Carfilzomib can cause fetal harm based on findings from animal studies and its mechanism of action. There are no available data on carfilzomib use in pregnant women to evaluate for drug-associated risks. Carfilzomib caused embryo-fetal lethality in rabbits at doses lower than the clinical dose. Advise pregnant women of the potential risk to the fetus.

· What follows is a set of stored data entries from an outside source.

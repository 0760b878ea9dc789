//! # SCIM Gateway
//!
//! Serves the SCIM 2.0 discovery endpoints until SIGINT or SIGTERM, then
//! drains in-flight requests within `SERVER_SHUTDOWN_TIMEOUT`.
//!
//! ```bash
//! SCIM_API_KEY=s3cret SERVER_PORT=8080 cargo run --bin scim-gateway
//! curl -H 'X-API-KEY: Bearer s3cret' http://localhost:8080/scim/v2/ServiceProviderConfig
//! ```
//!
//! See [`scim_gateway::config`] for every supported environment variable.
//!
//! Exits with status 1 when startup fails, the listener fails or shutdown
//! exceeds its grace period.

use scim_gateway::auth::ApiKeyAuthenticator;
use scim_gateway::server::termination_signal;
use scim_gateway::{GatewayConfig, GatewayServer, ScimOperationHandler, logging};

use log::{error, info};
use std::process::ExitCode;

#[tokio::main]
async fn main() -> ExitCode {
    let config = match GatewayConfig::from_env() {
        Ok(config) => config,
        Err(e) => {
            // No logger yet: the log settings are part of what failed to load.
            eprintln!("scim-gateway: [{}] {}", e.kind(), e);
            return ExitCode::FAILURE;
        }
    };

    if let Err(e) = logging::init(&config.logging, &config.application) {
        eprintln!("scim-gateway: [{}] {}", e.kind(), e);
        return ExitCode::FAILURE;
    }

    info!(
        "Starting {} {} ({})",
        config.application.service, config.application.version, config.application.environment
    );

    let discovery = match config.discovery.build() {
        Ok(discovery) => discovery,
        Err(e) => {
            error!("Startup failed [{}]: {}", e.kind(), e);
            logging::flush();
            return ExitCode::FAILURE;
        }
    };

    let handler = ScimOperationHandler::new(discovery, ApiKeyAuthenticator::new(&config.auth))
        .with_request_timeout(config.server.request_timeout());

    let signal = termination_signal();
    let mut server = GatewayServer::new(config.server.clone(), handler.router());
    server.listen_and_serve();

    let status = match server.shutdown(signal).await {
        Ok(()) => ExitCode::SUCCESS,
        Err(e) => {
            error!("Gateway stopped [{}]: {}", e.kind(), e);
            ExitCode::FAILURE
        }
    };

    logging::flush();
    status
}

There are no data on the presence of Carfilzomib in human milk, the effects on the breastfed child, or the effects of the drug on milk production. Because of the potential for serious adverse reactions in the breastfed child, advise women not to breastfeed during treatment with Carfilzomib and for 2 weeks after treatment.

Precautions & Warnings

  • Cardiac Toxicities: Monitor for signs and symptoms of cardiac failure or ischemia. Withhold Kyprolis and evaluate promptly.
  • Acute Renal Failure: Monitor serum creatinine regularly.
  • Tumor Lysis Syndrome (TLS): Administer pre-treatment hydration. Monitor for TLS, including uric acid levels and treat promptly.
  • Pulmonary Toxicity, including Acute Respiratory Distress Syndrome, Acute Respiratory Failure, and Acute Diffuse Infiltrative Pulmonary Disease: Withhold Kyprolis and evaluate promptly.
  • Pulmonary Hypertension: Withhold Kyprolis and evaluate.
  • Dyspnea: For severe or life-threatening dyspnea, withhold Kyprolis and evaluate.
  • Hypertension, including Hypertensive Crisis: Monitor blood pressure regularly. If hypertension cannot be controlled, interrupt treatment with Kyprolis.
  • Venous Thrombosis: Thromboprophylaxis is recommended.
  • Infusion-related Reactions: Premedicate with dexamethasone.
  • Hemorrhage: Fatal or serious cases of hemorrhage may occur, including gastrointestinal, pulmonary, and intracranial hemorrhage. Promptly evaluate signs and symptoms of blood loss.
  • Thrombocytopenia: Monitor platelet counts; interrupt or reduce Kyprolis dosing as clinically indicated.
  • Hepatic Toxicity and Hepatic Failure: Monitor liver enzymes regularly. Withhold Kyprolis if suspected.
  • Thrombotic Microangiopathy: Monitor for signs and symptoms. Discontinue Kyprolis if suspected.
  • Posterior Reversible Encephalopathy Syndrome (PRES): Consider neuro-radiological imaging (MRI) for onset of visual or neurological symptoms; discontinue Kyprolis if suspected.
  • Progressive Multifocal Leukoencephalopathy: Consider PML if new or worsening neurologic manifestations. Discontinue Kyprolis in patients who develop PML. Increased Fatal and Serious Toxicities in Combination with Melphalan and Prednisone in Newly Diagnosed Transplant-Ineligible Patients.
  • Embryo-Fetal Toxicity: Kyprolis can cause fetal harm. Advise females of reproductive potential and males with female partners of reproductive potential of potential risk to a fetus and to use effective contraception.

Therapeutic Class

Tetrapeptide epoxyketone proteasome inhibitor

Storage Conditions

Unopened vials should be stored refrigerated 2°C to 8°C. Retain in original package to protect from light.